Downregulated expression apolipoprotein A-1 (APOA1) and upregulated expression apolipoprotein E (APOE) are lipid metabolism-related proteins which exist in plasma of Uygur women with cervical cancer in our study. APOA1 is the major protein component of high-density lipoprotein (HDL) in plasma and an established antiatherogenic factor in lipid metabolism [27]. In recent years, many research looked into the association between lipid profiles and cancer risk using HDL and apoA-I and suggested that low HDL and apoA-I levels as well as increased lipid ratios were inversely associated with higher cancer risk in various malignancies, such as prostate cancer, ovarian cancer, breast cancer, and pancreatic cancer and could be one of plasma biomarkers for early detection [2831]. A study by Muntoni et al. [32] compared 519 patients, with any type of solid tumors, and 928 healthy controls and showed that in the cancer group, the alterations of lower HDL and apoA-I and higher triglycerides could be considered as a specific consequence of the presence of a malignant tumor with a diagnostic and prognostic significance using multivariate analysis.

APOE as a constituent of very-low-density lipoproteins and high-density lipoproteins is a high-risk factor of many diseases such as cardiovascular disease, Alzheimer’s disease, neuromuscular disease, multiple sclerosis, stroke, and diabetes [33] and involved in many functions, including lipid metabolism, cholesterol transport, immune response and regulation as well as cell growth and differentiation.
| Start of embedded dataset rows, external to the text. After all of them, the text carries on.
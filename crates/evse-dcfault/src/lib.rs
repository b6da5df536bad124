#![no_std]
#![forbid(unsafe_code)]

mod state;

pub use state::{classify, FaultState, SensorLines, SensorVariant};

use evse_core::{AuthToken, EvseError, EvseResult, Resistance, DC_FAULT_RESET_TOKEN};
use evse_hal::{DigitalInputs, Input, OutputStage};
use evse_time::{elapsed_ms, is_elapsed, Debounce, Stopwatch};
use log::{error, info, warn};

/// Sensor outputs must hold this long to count.
pub const DEBOUNCE_MS: u32 = 50;
/// Self-test at least once a day.
pub const SELF_TEST_INTERVAL_MS: u32 = 24 * 60 * 60 * 1000;
/// Quiet time after a contactor switch before a self-test may start.
pub const SWITCH_QUIET_MS: u32 = 1_000;
/// Above this the pilot sees no vehicle.
const NO_VEHICLE_OHMS: u32 = 10_000;

// Self-test timing per step
const TEST_PULSE_MS: u32 = 250;
const X6_TIMEOUT_MS: u32 = 740;
const X30_TIMEOUT_MS: u32 = 660;
const VARIANT_PROBE_MS: u32 = 400;
const RELEASE_MS: u32 = 1_200;
const STEP_DONE: u8 = 5;

/// What the monitor needs to know about the rest of the station.
#[derive(Debug, Clone, Copy)]
pub struct DcFaultView {
    pub contactor_closed: bool,
    pub cp: Resistance,
    /// Timestamp of the last contactor toggle.
    pub last_switch: u32,
}

impl DcFaultView {
    /// Contactor open, nobody plugged in, no recent switching.
    pub fn allows_self_test(&self, now: u32) -> bool {
        !self.contactor_closed
            && self.cp.is_open_or_above(NO_VEHICLE_OHMS)
            && is_elapsed(now, self.last_switch, SWITCH_QUIET_MS)
    }
}

/// Returned once when the monitor enters a non-normal state.
#[derive(Debug, Clone, Copy, PartialEq, Eq)]
pub struct FaultTrip {
    pub state: FaultState,
}

#[derive(Debug, Clone, Copy)]
struct Calibration {
    step: u8,
    since: u32,
}

pub struct DcFaultMonitor {
    state: FaultState,
    variant: SensorVariant,
    raw: SensorLines,
    lines: SensorLines,
    x6: Debounce,
    x30: Debounce,
    err: Debounce,
    calibration: Option<Calibration>,
    self_test_requested: bool,
    last_self_test: Stopwatch,
}

impl DcFaultMonitor {
    /// A self-test is requested right away and runs once allowed.
    pub fn new() -> Self {
        Self {
            state: FaultState::Normal,
            variant: SensorVariant::X904,
            raw: SensorLines::default(),
            lines: SensorLines::default(),
            x6: Debounce::new(),
            x30: Debounce::new(),
            err: Debounce::new(),
            calibration: None,
            self_test_requested: true,
            last_self_test: Stopwatch::stopped(),
        }
    }

    pub fn tick(
        &mut self,
        inputs: &dyn DigitalInputs,
        output: &mut dyn OutputStage,
        view: &DcFaultView,
        now: u32,
    ) -> Option<FaultTrip> {
        // 1. SAMPLE & DEBOUNCE
        self.raw = SensorLines {
            x6: inputs.read(Input::DcX6),
            x30: inputs.read(Input::DcX30),
            error: inputs.read(Input::DcError),
        };
        self.lines = SensorLines {
            x6: self.x6.update(self.raw.x6, DEBOUNCE_MS, now),
            x30: self.x30.update(self.raw.x30, DEBOUNCE_MS, now),
            error: self.err.update(self.raw.error, DEBOUNCE_MS, now),
        };

        // 2. SELF-TEST IN PROGRESS
        // The sensor outputs are driven by the test, so no classification.
        if let Some(cal) = self.calibration {
            return self.step_calibration(cal, output, now);
        }

        // 3. LATCHED
        if !self.state.is_normal() {
            return None;
        }

        // 4. CLASSIFY
        let state = classify(self.variant, self.lines);
        if !state.is_normal() {
            self.state = state;
            error!("DC fault: {:?} (lines {:?}, sensor {:?})", state, self.lines, self.variant);
            return Some(FaultTrip { state });
        }

        // 5. SCHEDULE SELF-TEST
        if self.last_self_test.has_elapsed(now, SELF_TEST_INTERVAL_MS) {
            self.self_test_requested = true;
        }
        if self.self_test_requested && view.allows_self_test(now) {
            self.begin_self_test(output, now);
        }
        None
    }

    fn begin_self_test(&mut self, output: &mut dyn OutputStage, now: u32) {
        info!("DC fault: self-test started");
        self.self_test_requested = false;
        output.set_fault_test_line(true);
        self.calibration = Some(Calibration { step: 0, since: now });
    }

    fn advance(&mut self, step: u8, now: u32) {
        self.calibration = Some(Calibration { step, since: now });
    }

    fn step_calibration(
        &mut self,
        cal: Calibration,
        output: &mut dyn OutputStage,
        now: u32,
    ) -> Option<FaultTrip> {
        let elapsed = elapsed_ms(now, cal.since);
        match cal.step {
            // Test current on
            0 => {
                if elapsed >= TEST_PULSE_MS {
                    output.set_fault_test_line(false);
                    self.advance(1, now);
                }
            }
            // Sensor must report the 6 mA threshold
            1 => {
                if self.lines.x6 {
                    self.advance(2, now);
                } else if elapsed >= X6_TIMEOUT_MS {
                    return self.fail(1, output);
                }
            }
            // ... then the X30 (20 mA AC) output
            2 => {
                if self.lines.x30 {
                    self.advance(3, now);
                } else if elapsed >= X30_TIMEOUT_MS {
                    return self.fail(2, output);
                }
            }
            // Only the X804 raises its error line during the test
            3 => {
                if elapsed >= VARIANT_PROBE_MS {
                    self.variant = if self.lines.error {
                        SensorVariant::X804
                    } else {
                        SensorVariant::X904
                    };
                    self.advance(4, now);
                }
            }
            4 => {
                if elapsed >= RELEASE_MS {
                    if self.lines.x6 || self.lines.x30 {
                        return self.fail(4, output);
                    }
                    self.advance(STEP_DONE, now);
                }
            }
            _ => {
                self.calibration = None;
                self.state = FaultState::Normal;
                self.last_self_test.start(now);
                info!("DC fault: self-test passed, sensor {:?}", self.variant);
            }
        }
        None
    }

    fn fail(&mut self, step: u8, output: &mut dyn OutputStage) -> Option<FaultTrip> {
        output.set_fault_test_line(false);
        self.calibration = None;
        let state = FaultState::CalibrationError { step };
        self.state = state;
        error!("DC fault: self-test failed at step {} (lines {:?})", step, self.lines);
        Some(FaultTrip { state })
    }

    /// Explicit self-test request. Only accepted while the station is idle.
    pub fn request_self_test(&mut self, view: &DcFaultView, now: u32) -> EvseResult<()> {
        if !self.state.is_normal() {
            return Err(EvseError::InvalidState);
        }
        if self.calibration.is_some() {
            return Ok(());
        }
        if !view.allows_self_test(now) {
            warn!("DC fault: self-test refused, station not idle");
            return Err(EvseError::PreconditionFailed);
        }
        self.self_test_requested = true;
        Ok(())
    }

    /// Queue a self-test for the next idle period.
    pub fn schedule_self_test(&mut self) {
        self.self_test_requested = true;
    }

    /// Clears a latched fault and re-tests the sensor immediately. Without a
    /// latched fault there is nothing to clear and the contactor may be
    /// closed, so no test is started.
    pub fn reset(
        &mut self,
        token: &AuthToken,
        output: &mut dyn OutputStage,
        now: u32,
    ) -> EvseResult<()> {
        if !token.matches(DC_FAULT_RESET_TOKEN) {
            warn!("DC fault: reset with invalid token");
            return Err(EvseError::AuthFail);
        }
        if self.state.is_normal() {
            info!("DC fault: reset without latched fault, ignored");
            return Ok(());
        }
        info!("DC fault: reset from {:?}", self.state);
        self.state = FaultState::Normal;
        self.begin_self_test(output, now);
        Ok(())
    }

    pub fn state(&self) -> FaultState {
        self.state
    }

    pub fn variant(&self) -> SensorVariant {
        self.variant
    }

    /// Debounced levels.
    pub fn lines(&self) -> SensorLines {
        self.lines
    }

    pub fn raw_lines(&self) -> SensorLines {
        self.raw
    }

    pub fn is_calibrating(&self) -> bool {
        self.calibration.is_some()
    }

    pub fn calibration_step(&self) -> Option<u8> {
        self.calibration.map(|c| c.step)
    }

    pub fn self_test_pending(&self) -> bool {
        self.self_test_requested
    }

    /// `None` until the first self-test passed.
    pub fn time_since_self_test(&self, now: u32) -> Option<u32> {
        self.last_self_test
            .is_running()
            .then(|| self.last_self_test.elapsed(now))
    }
}

impl Default for DcFaultMonitor {
    fn default() -> Self {
        Self::new()
    }
}
#![forbid(unsafe_code)]

use evse_core::DUTY_CYCLE_OFF;

/// Lowest duty cycle the standard allows (8 %).
const DUTY_CYCLE_MIN: u32 = 80;

/// Pilot duty cycle in 1/10 % that advertises `ma`.
///
/// 0 mA maps to 100 % (no charging) rather than 0 % so the vehicle
/// resistance can still be measured. Takes `u32` so the 51 A - 80 A
/// segment is reachable even though slot limits are `MilliAmps`.
pub fn duty_cycle_for_ma(ma: u32) -> u16 {
    if ma == 0 {
        return DUTY_CYCLE_OFF;
    }

    let duty = if ma <= 51_000 {
        // 6 A - 51 A: I = duty% * 0.6
        ma / 60
    } else {
        // 51 A - 80 A: I = (duty% - 64) * 2.5
        ma / 250 + 640
    };
    duty.clamp(DUTY_CYCLE_MIN, DUTY_CYCLE_OFF as u32) as u16
}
However, the majority of recent studies have examined the significance of APOE as a molecular marker for a variety of cancer [34]. Su et al. [35] found that APOE overexpression promotes cancer proliferation and migration and contributes to an aggressive clinical course in patients with lung adenocarcinoma and malignant pleural effusions (MPE).
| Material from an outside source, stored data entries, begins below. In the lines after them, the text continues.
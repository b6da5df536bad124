use std::sync::atomic::{AtomicBool, Ordering};
use std::sync::Arc;

use evse_core::Resistance;
use evse_hal::{LockGate, OutputStage};
use evse_iec61851::{GateView, OutputGate, OutputRequest, OPEN_UNDER_LOAD_TIMEOUT_MS};

#[derive(Default)]
struct Stage {
    duty: u16,
    closed: bool,
    switches: u32,
}

impl OutputStage for Stage {
    fn set_cp_duty_cycle(&mut self, duty: u16) {
        self.duty = duty;
    }
    fn set_contactor(&mut self, closed: bool) {
        self.closed = closed;
        self.switches += 1;
    }
    fn contactor_closed(&self) -> bool {
        self.closed
    }
    fn set_fault_test_line(&mut self, _active: bool) {}
}

/// Lock that engages only when the test says so.
struct SlowLock {
    requested: Arc<AtomicBool>,
    engaged: Arc<AtomicBool>,
}

impl LockGate for SlowLock {
    fn is_locked(&self) -> bool {
        self.engaged.load(Ordering::SeqCst)
    }
    fn request_lock(&mut self, locked: bool) {
        self.requested.store(locked, Ordering::SeqCst);
    }
}

fn view(cp: Resistance, counter: u32) -> GateView {
    GateView { cp, counter, diode_check_pending: false }
}

const CHARGE: OutputRequest = OutputRequest { duty: 533, close: true };
const PAUSE: OutputRequest = OutputRequest { duty: 533, close: false };

#[test]
fn test_duty_change_reported_once() {
    let mut gate = OutputGate::new(0);
    let mut stage = Stage::default();
    let mut lock = None;

    let idle = OutputRequest { duty: 1000, close: false };
    let first = gate.apply(&mut stage, &mut lock, idle, view(Resistance::Invalid, 0), 1);
    assert_eq!(first.duty_changed, Some(1000));
    assert_eq!(stage.duty, 1000);

    let again = gate.apply(&mut stage, &mut lock, idle, view(Resistance::Invalid, 0), 2);
    assert_eq!(again.duty_changed, None);
}

#[test]
fn test_close_needs_two_fresh_samples_in_band() {
    let mut gate = OutputGate::new(0);
    let mut stage = Stage::default();
    let mut lock = None;
    let r = Resistance::Ohms(880);

    // Diode check still running
    let pending = GateView { diode_check_pending: true, ..view(r, 1) };
    gate.apply(&mut stage, &mut lock, CHARGE, pending, 1);
    assert!(!stage.closed);

    // Same sample seen twice counts once
    gate.apply(&mut stage, &mut lock, CHARGE, view(r, 2), 2);
    gate.apply(&mut stage, &mut lock, CHARGE, view(r, 2), 3);
    assert!(!stage.closed);

    // Out-of-band sample starts over
    gate.apply(&mut stage, &mut lock, CHARGE, view(Resistance::Ohms(2_700), 3), 4);
    gate.apply(&mut stage, &mut lock, CHARGE, view(r, 4), 5);
    assert!(!stage.closed);

    let actions = gate.apply(&mut stage, &mut lock, CHARGE, view(r, 5), 6);
    assert!(actions.toggled);
    assert!(stage.closed);
    assert_eq!(gate.last_switch(), 6);
}

#[test]
fn test_lock_must_engage_before_closing() {
    let mut gate = OutputGate::new(0);
    let mut stage = Stage::default();
    let requested = Arc::new(AtomicBool::new(false));
    let engaged = Arc::new(AtomicBool::new(false));
    let mut lock: Option<Box<dyn LockGate>> = Some(Box::new(SlowLock {
        requested: requested.clone(),
        engaged: engaged.clone(),
    }));
    let r = Resistance::Ohms(880);

    gate.apply(&mut stage, &mut lock, CHARGE, view(r, 1), 1);
    gate.apply(&mut stage, &mut lock, CHARGE, view(r, 2), 2);
    assert!(requested.load(Ordering::SeqCst));
    assert!(!stage.closed);

    engaged.store(true, Ordering::SeqCst);
    gate.apply(&mut stage, &mut lock, CHARGE, view(r, 2), 3);
    assert!(stage.closed);

    // Released once the contactor is open again
    gate.apply(&mut stage, &mut lock, PAUSE, view(Resistance::Ohms(2_700), 3), 4);
    assert!(!stage.closed);
    assert!(!requested.load(Ordering::SeqCst));
}

#[test]
fn test_open_waits_for_vehicle_then_forces() {
    let mut gate = OutputGate::new(0);
    let mut stage = Stage::default();
    let mut lock = None;
    let r = Resistance::Ohms(880);
    gate.apply(&mut stage, &mut lock, CHARGE, view(r, 1), 1);
    gate.apply(&mut stage, &mut lock, CHARGE, view(r, 2), 2);
    assert!(stage.closed);

    // Vehicle keeps drawing
    let start = 100;
    gate.apply(&mut stage, &mut lock, PAUSE, view(r, 3), start);
    gate.apply(&mut stage, &mut lock, PAUSE, view(r, 3), start + OPEN_UNDER_LOAD_TIMEOUT_MS - 1);
    assert!(stage.closed);
    assert!(!gate.switched_under_load());

    let actions = gate.apply(&mut stage, &mut lock, PAUSE, view(r, 3), start + OPEN_UNDER_LOAD_TIMEOUT_MS);
    assert!(actions.toggled);
    assert!(!stage.closed);
    assert!(gate.switched_under_load());

    gate.clear_switched_under_load();
    assert!(!gate.switched_under_load());
}

#[test]
fn test_open_is_immediate_once_vehicle_stopped() {
    let mut gate = OutputGate::new(0);
    let mut stage = Stage::default();
    let mut lock = None;
    let r = Resistance::Ohms(880);
    gate.apply(&mut stage, &mut lock, CHARGE, view(r, 1), 1);
    gate.apply(&mut stage, &mut lock, CHARGE, view(r, 2), 2);

    gate.apply(&mut stage, &mut lock, PAUSE, view(Resistance::Invalid, 3), 3);
    assert!(!stage.closed);
    assert!(!gate.switched_under_load());
}

#[test]
fn test_force_open_bypasses_gating() {
    let mut gate = OutputGate::new(0);
    let mut stage = Stage::default();
    let mut lock = None;
    let r = Resistance::Ohms(880);
    gate.apply(&mut stage, &mut lock, CHARGE, view(r, 1), 1);
    gate.apply(&mut stage, &mut lock, CHARGE, view(r, 2), 2);

    assert!(gate.force_open(&mut stage, 10));
    assert!(!stage.closed);
    assert_eq!(gate.last_switch(), 10);
    assert!(!gate.force_open(&mut stage, 11));
    assert_eq!(stage.switches, 2);
}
Clusterin (CLU) is a heterodimeric disulfide-linked glycoprotein (449 amino acids) and widely distributed in different tissues and highly conserved in species. CLU is implicated in a number of biological processes, including lipid transport, cell adhesion, programmed cell death, and complement cascade, representing a truly multifunctional protein [33]. In recent years, many studies show that elevated levels of CLU, a stress-induced and secreted cytoprotective chaperone, are associated with advanced tumor stage, metastasis, treatment resistance, and adverse outcome in several cancers by modulation of the nuclear factor kappa B pathway, inhibition of the apoptosis, and exerting other protumor activities, etc. [3638].
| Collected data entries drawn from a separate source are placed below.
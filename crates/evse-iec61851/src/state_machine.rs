#![forbid(unsafe_code)]

use crate::duty::duty_cycle_for_ma;
use evse_core::{ChargeState, Indicator, JumperConfig, MilliAmps, Resistance, DUTY_CYCLE_OFF};
use evse_time::{is_elapsed, Stopwatch};
use log::{info, warn};

/// No charging for this long after an error state.
pub const ERROR_COOLDOWN_MS: u32 = 30_000;
/// No charging for this long after the vehicle left C.
pub const RESTART_DELAY_MS: u32 = 5_000;

// Diode check
const DIODE_ERROR_HOLD: u16 = 100;
const DIODE_OK_TICKS: u16 = 100;
const DIODE_FRESH_WINDOWS: u8 = 3;
const DIODE_NEGATIVE_LIMIT_MV: i32 = -10_000;
const DIODE_MAX_SPREAD_MV: i32 = 2_000;

/// CP resistance thresholds towards A, B, C and D.
const CP_THRESHOLDS: [u32; 4] = [10_000, 1_790, 300, 150];

/// 10 % hysteresis between neighbouring states (IEC 61851-1 A.4.11),
/// indexed by the current state.
const CP_THRESHOLDS_HYSTERESIS: [[u32; 4]; 5] = [
    // from A
    [9_000, 1_790, 300, 150],
    // from B
    [11_000, 1_611, 300, 150],
    // from C
    [10_000, 1_969, 270, 150],
    // from D
    [10_000, 1_790, 330, 135],
    // from EF
    [10_000, 1_790, 300, 165],
];

/// Pilot readings from the front-end for one evaluation.
#[derive(Debug, Clone, Copy, Default)]
pub struct PilotView {
    pub cp: Resistance,
    pub cp1_negative_mv: i32,
    pub cp2_negative_mv: i32,
    /// Completed negative-half windows per CP channel.
    pub cp1_negative_updates: u16,
    pub cp2_negative_updates: u16,
    pub ignore_pending: bool,
    /// No CP resistance derived yet.
    pub settling: bool,
    /// Pilot contact attached and settled.
    pub connected: bool,
}

#[derive(Debug, Clone, Copy)]
pub struct Conditions {
    pub dc_fault: bool,
    pub contactor_error: u8,
    pub jumper: JumperConfig,
    pub allowed_ma: MilliAmps,
    pub pilot: PilotView,
}

#[derive(Debug, Clone, Copy, PartialEq, Eq)]
pub struct Transition {
    pub from: ChargeState,
    pub to: ChargeState,
}

impl Transition {
    /// The vehicle went away.
    pub fn is_disconnect(&self) -> bool {
        self.from != ChargeState::A && self.to == ChargeState::A
    }
}

/// Detects a missing or shorted vehicle diode from the negative pilot half.
#[derive(Debug, Clone, Copy)]
struct DiodeCheck {
    error_counter: u16,
    pending: bool,
    ok_counter: u16,
    last_update: [Option<u16>; 2],
    fresh: [u8; 2],
}

impl DiodeCheck {
    fn armed(pending: bool) -> Self {
        Self {
            error_counter: 0,
            pending,
            ok_counter: 0,
            last_update: [None; 2],
            fresh: [0; 2],
        }
    }

    /// With an intact diode the negative half sits near -12 V on both paths.
    fn mismatch(pilot: &PilotView) -> bool {
        let (cp1, cp2) = (pilot.cp1_negative_mv, pilot.cp2_negative_mv);
        cp1 != 0
            && cp2 != 0
            && (cp1 > DIODE_NEGATIVE_LIMIT_MV || (cp1 - cp2).abs() > DIODE_MAX_SPREAD_MV)
    }

    /// Clears the pending check after enough clean negative windows.
    fn track_ok(&mut self, pilot: &PilotView) {
        if self.pending && self.ok_counter > DIODE_OK_TICKS {
            *self = DiodeCheck::armed(false);
            return;
        }

        let updates = [pilot.cp1_negative_updates, pilot.cp2_negative_updates];
        if self.fresh.iter().any(|&n| n < DIODE_FRESH_WINDOWS) {
            for (n, &update) in updates.iter().enumerate() {
                if self.last_update[n] != Some(update) {
                    self.last_update[n] = Some(update);
                    self.fresh[n] = self.fresh[n].saturating_add(1);
                }
            }
        } else {
            self.ok_counter = self.ok_counter.saturating_add(1);
        }
    }
}

pub struct Iec61851 {
    state: ChargeState,
    indicator: Indicator,
    hysteresis: bool,
    diode: DiodeCheck,
    last_state_change: u32,
    /// Start of the post-error cool-down.
    last_error: Option<u32>,
    last_c_end: Option<u32>,
    charging: Stopwatch,
    /// Last refused target, to log a refusal once.
    refused: Option<ChargeState>,
}

impl Iec61851 {
    pub fn new(hysteresis: bool, now: u32) -> Self {
        Self {
            state: ChargeState::A,
            indicator: Indicator::Ok,
            hysteresis,
            diode: DiodeCheck::armed(true),
            last_state_change: now,
            last_error: None,
            last_c_end: None,
            charging: Stopwatch::stopped(),
            refused: None,
        }
    }

    pub fn evaluate(&mut self, cond: &Conditions, now: u32) -> Option<Transition> {
        let from = self.state;
        self.step(cond, now);
        (self.state != from).then_some(Transition { from, to: self.state })
    }

    fn step(&mut self, cond: &Conditions, now: u32) {
        let pilot = &cond.pilot;

        // 1. INTERLOCKS
        if cond.dc_fault {
            self.indicator = Indicator::DcFault;
            self.set_state(ChargeState::EF, now);
            return;
        }
        if cond.contactor_error != 0 {
            self.indicator = Indicator::Contactor;
            self.set_state(ChargeState::EF, now);
            return;
        }
        if !cond.jumper.is_configured() {
            self.indicator = Indicator::Configuration;
            self.set_state(ChargeState::EF, now);
            return;
        }

        // 2. DIODE CHECK
        let offering = matches!(self.state, ChargeState::B | ChargeState::C);
        if offering
            && pilot.connected
            && !pilot.settling
            && cond.allowed_ma > 0
            && DiodeCheck::mismatch(pilot)
        {
            if pilot.ignore_pending {
                return;
            }
            if self.state == ChargeState::B || self.diode.error_counter >= DIODE_ERROR_HOLD {
                // Fall back to B without the usual transition bookkeeping
                self.diode.error_counter = DIODE_ERROR_HOLD;
                self.indicator = Indicator::Pilot;
                if self.state != ChargeState::B {
                    warn!(
                        "IEC 61851: diode check failed (CP1 {} mV, CP2 {} mV), back to B",
                        pilot.cp1_negative_mv, pilot.cp2_negative_mv
                    );
                    self.state = ChargeState::B;
                    self.last_state_change = now;
                }
            } else {
                // Glitch filter while charging
                self.diode.error_counter += 1;
            }
            return;
        }

        // 3. RESISTANCE MAPPING
        if pilot.ignore_pending || pilot.settling {
            return;
        }
        if offering {
            self.diode.track_ok(pilot);
        }
        if self.diode.error_counter > 0 {
            self.diode.error_counter -= 1;
            if self.diode.error_counter > 0 {
                return;
            }
            self.indicator = Indicator::Ok;
        }
        if !pilot.connected {
            return;
        }

        let [to_a, to_b, to_c, to_d] = self.thresholds();
        let target = match pilot.cp {
            Resistance::Invalid => ChargeState::A,
            Resistance::Ohms(r) if r > to_a => ChargeState::A,
            Resistance::Ohms(r) if r > to_b => ChargeState::B,
            Resistance::Ohms(r) if r > to_c => {
                if cond.allowed_ma == 0 {
                    ChargeState::B
                } else {
                    ChargeState::C
                }
            }
            Resistance::Ohms(r) if r > to_d => {
                self.indicator = Indicator::Pilot;
                ChargeState::D
            }
            Resistance::Ohms(_) => {
                self.indicator = Indicator::Pilot;
                ChargeState::EF
            }
        };
        self.set_state(target, now);
    }

    fn thresholds(&self) -> [u32; 4] {
        if self.hysteresis {
            CP_THRESHOLDS_HYSTERESIS[self.state.code() as usize]
        } else {
            CP_THRESHOLDS
        }
    }

    fn set_state(&mut self, target: ChargeState, now: u32) {
        // Cool-down runs from the last time EF was asserted
        if target == ChargeState::EF {
            self.last_error = Some(now);
        }
        if target == self.state {
            return;
        }
        let from = self.state;

        if from == ChargeState::D && self.last_error.is_none() {
            self.last_error = Some(now);
        }
        if target == ChargeState::C {
            if let Some(since) = self.last_error {
                if !is_elapsed(now, since, ERROR_COOLDOWN_MS) {
                    self.refuse(target, "error cool-down");
                    return;
                }
                self.last_error = None;
            }
        }

        if from == ChargeState::C {
            self.last_c_end = Some(now);
        }
        if target == ChargeState::C {
            if let Some(since) = self.last_c_end {
                if !is_elapsed(now, since, RESTART_DELAY_MS) {
                    self.refuse(target, "restart delay");
                    return;
                }
                self.last_c_end = None;
            }
        }

        match target {
            ChargeState::A | ChargeState::B => self.indicator = Indicator::Ok,
            ChargeState::C => self.charging.start_if_stopped(now),
            _ => {}
        }
        if from != ChargeState::A && target == ChargeState::A {
            self.charging.stop();
        }
        // Contactor stays open until the next diode check passed
        if target.is_idle_like() {
            self.diode = DiodeCheck::armed(true);
        }

        info!("IEC 61851: {:?} -> {:?}", from, target);
        self.refused = None;
        self.state = target;
        self.last_state_change = now;
    }

    fn refuse(&mut self, target: ChargeState, reason: &str) {
        if self.refused != Some(target) {
            warn!("IEC 61851: {:?} -> {:?} refused ({})", self.state, target, reason);
            self.refused = Some(target);
        }
    }

    /// Emergency entry into EF, used by the DC fault path.
    pub fn force_error(&mut self, indicator: Indicator, now: u32) -> Option<Transition> {
        let from = self.state;
        self.indicator = indicator;
        self.set_state(ChargeState::EF, now);
        (self.state != from).then_some(Transition { from, to: self.state })
    }

    /// Pilot duty cycle and contactor request for the current state.
    pub fn output(&self, allowed_ma: MilliAmps) -> (u16, bool) {
        match self.state {
            ChargeState::A | ChargeState::D | ChargeState::EF => (DUTY_CYCLE_OFF, false),
            ChargeState::B => (duty_cycle_for_ma(u32::from(allowed_ma)), false),
            ChargeState::C => (duty_cycle_for_ma(u32::from(allowed_ma)), true),
        }
    }

    pub fn state(&self) -> ChargeState {
        self.state
    }

    pub fn indicator(&self) -> Indicator {
        self.indicator
    }

    pub fn diode_check_pending(&self) -> bool {
        self.diode.pending
    }

    /// A diode mismatch is being held.
    pub fn diode_error_active(&self) -> bool {
        self.diode.error_counter > 0
    }

    /// Time since charging started in this session, 0 when not charging yet.
    pub fn charging_time(&self, now: u32) -> u32 {
        self.charging.elapsed(now)
    }

    pub fn last_state_change(&self) -> u32 {
        self.last_state_change
    }
}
A method for serological monitoring of differentially expressed secretory proteins is of great value for tumor screening. In this study, we found that concentrations of APOA1, APOE, and CLU were differential expression in CSCC patients than in benign lesion and were correlated with the histological classification or the processing of the cervical lesion. Therefore, our future study will further investigate the roles of APOA1, APOE, and CLU in cervical tumorigenesis and the levels of APOA1, APOE, and CLU in the plasma of a population at high risk for cervical cancer to establish criteria for medical surveillance.